Unlike previous approaches, salad was developed from the ground up with efficiency in mind. salad outperforms its predecessors by a large margin and thus allows for higher-throughput structure generation. To give an example of how fast salad really is in comparison to previous methods, imagine you want to generate a set of 1,000 amino acid proteins on your previous generation RTX 3090. You start generation and go on a 10 minute coffee break. If you used salad with default settings, you come back to ~45 generated structures. If you used RFdiffusion, you might come back to find one or two.

alt text

Comparison of per-structure runtime for salad models compared to Chroma, Genie2 and RFdiffusion.

Like previous models, salad models can generate protein structures for a variety of protein design tasks:

While unconditional protein generation, as well as protein motif scaffolding are fairly standard for current protein structure generators, salad reaches larger proteins up to 1,000 amino acids and can successfully perform on less standard tasks, such as multi-state protein design, shape-conditioned protein generation and repeat protein design.
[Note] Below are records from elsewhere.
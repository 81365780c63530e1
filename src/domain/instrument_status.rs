//! Per-instrument live status and the exit prices derived from it.
//!
//! Reference price is the position's acquisition price, or the active
//! order's price while nothing is held. Stop-loss and take-profit are fixed
//! multiples of it. Once the bid rises above the reference the trailing
//! stop follows the best bid seen and can only move up; the effective stop
//! is the higher of the two.

use crate::domain::order::{ActiveOrder, OrderSide, Position, Quote};
use crate::domain::settings::TradingSettings;

#[derive(Debug, Clone, Default, PartialEq)]
pub struct InstrumentStatus {
    pub has_position: bool,
    pub position: Option<Position>,
    pub active_order: Option<ActiveOrder>,
    pub quote: Quote,
    /// Current bid, the price a sell would fill at.
    pub current_price: Option<f64>,
    pub stop_loss_price: Option<f64>,
    pub take_profit_price: Option<f64>,
    pub trailing_stop_loss_price: Option<f64>,
}

impl InstrumentStatus {
    /// Status from fresh broker state. `previous` carries the trailing stop
    /// while the same position is held.
    pub fn derive(
        position: Option<Position>,
        active_order: Option<ActiveOrder>,
        quote: Quote,
        limits: &TradingSettings,
        previous: Option<&InstrumentStatus>,
    ) -> Self {
        let reference = position
            .as_ref()
            .map(|p| p.acquired_price)
            .or_else(|| active_order.as_ref().map(|o| o.price));
        let current_price = quote.bid;

        let trailing_stop_loss_price = match (&position, reference, current_price) {
            (Some(held), Some(reference), Some(bid)) => {
                let carried = previous
                    .filter(|p| p.position.as_ref().map(|q| q.acquired_price) == Some(held.acquired_price))
                    .and_then(|p| p.trailing_stop_loss_price);
                let candidate = (bid > reference).then(|| bid * limits.trailing_stop);
                match (carried, candidate) {
                    (Some(a), Some(b)) => Some(a.max(b)),
                    (a, b) => a.or(b),
                }
            }
            _ => None,
        };

        Self {
            has_position: position.is_some(),
            position,
            active_order,
            quote,
            current_price,
            stop_loss_price: reference.map(|r| r * limits.stop_loss),
            take_profit_price: reference.map(|r| r * limits.take_profit),
            trailing_stop_loss_price,
        }
    }

    /// The stop a held position is protected by.
    pub fn effective_stop_loss(&self) -> Option<f64> {
        match (self.stop_loss_price, self.trailing_stop_loss_price) {
            (Some(a), Some(b)) => Some(a.max(b)),
            (a, b) => a.or(b),
        }
    }

    pub fn stop_loss_breached(&self) -> bool {
        matches!(
            (self.current_price, self.effective_stop_loss()),
            (Some(bid), Some(stop)) if bid < stop
        )
    }

    pub fn take_profit_reached(&self) -> bool {
        matches!(
            (self.current_price, self.take_profit_price),
            (Some(bid), Some(target)) if bid >= target
        )
    }

    /// Price of a new sell order: the bid on a stop-loss breach, otherwise
    /// the better of bid and take-profit.
    pub fn sell_price(&self) -> Option<f64> {
        let bid = self.current_price?;
        if self.stop_loss_breached() {
            return Some(bid);
        }
        Some(self.take_profit_price.map_or(bid, |target| target.max(bid)))
    }

    pub fn active_buy(&self) -> Option<&ActiveOrder> {
        self.active_order.as_ref().filter(|o| o.side == OrderSide::Buy)
    }

    pub fn active_sell(&self) -> Option<&ActiveOrder> {
        self.active_order.as_ref().filter(|o| o.side == OrderSide::Sell)
    }
}
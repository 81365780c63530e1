//! MACD (Moving Average Convergence Divergence) indicator.
//!
//! MACD Line = EMA(fast) - EMA(slow)
//! Signal Line = EMA(signal) of MACD Line
//! Histogram = MACD Line - Signal Line
//!
//! Parameters used by the condition library: fast=18, slow=52, signal=14
//! Warmup: slow - 1 + signal - 1 values.

use crate::domain::indicator::{Series, ema, has_valid, subtract};

pub const DEFAULT_FAST: usize = 18;
pub const DEFAULT_SLOW: usize = 52;
pub const DEFAULT_SIGNAL: usize = 14;

#[derive(Debug, Clone)]
pub struct Macd {
    pub line: Series,
    pub signal: Series,
    pub histogram: Series,
}

pub fn calculate_macd(
    closes: &[f64],
    fast: usize,
    slow: usize,
    signal_period: usize,
) -> Option<Macd> {
    if closes.is_empty() || fast == 0 || slow == 0 || signal_period == 0 {
        return None;
    }

    let ema_fast = ema(closes, fast);
    let ema_slow = ema(closes, slow);
    let line = subtract(&ema_fast, &ema_slow);
    let signal = ema(&line, signal_period);
    if !has_valid(&signal) {
        return None;
    }
    let histogram = subtract(&line, &signal);

    Some(Macd {
        line,
        signal,
        histogram,
    })
}

pub fn calculate_macd_default(closes: &[f64]) -> Option<Macd> {
    calculate_macd(closes, DEFAULT_FAST, DEFAULT_SLOW, DEFAULT_SIGNAL)
}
The full extent of what salad can do is described in our manuscript.

What's in this repository?

This repository contains the code for training and evaluating the models described in "Efficient protein structure generation with sparse denoising models".

In addition, it provides modules for loading PDB data and implementing sparse protein models.

NOTE: This package has been developed and tested on linux. While many things should work as expected on other operating systems, we may not be able to offer adequate support outside of linux at this point.

License

Copyright (c) 2025 European Molecular Biology Laboratory (EMBL)

Code license

Licensed under the Apache License, Version 2.0 (the "License"); you may not use this file except in compliance with the License. You may obtain a copy of the License at

http://www.apache.org/licenses/LICENSE-2.0

Unless required by applicable law or agreed to in writing, software distributed under the License is distributed on an "AS IS" BASIS, WITHOUT WARRANTIES OR CONDITIONS OF ANY KIND, either express or implied. See the License for the specific language governing permissions and limitations under the License.

Model parameter license

The model parameters are licensed under Creative Commons Attribution 4.0 International

Table of contents

Roadmap

While the models and code provided here are functional and reflect the state of salad we used for our manuscript, we realize that there is a lot of room for improvement. As it stands, salad is not as user-friendly as it probably could be and the set of its features is neither a strict superset nor a strict subset of the features provided by other methods for protein structure generation. With this in mind, we provide a roadmap of improvements and features we would like to implement over the following months to make salad as good of a protein design tool as we can.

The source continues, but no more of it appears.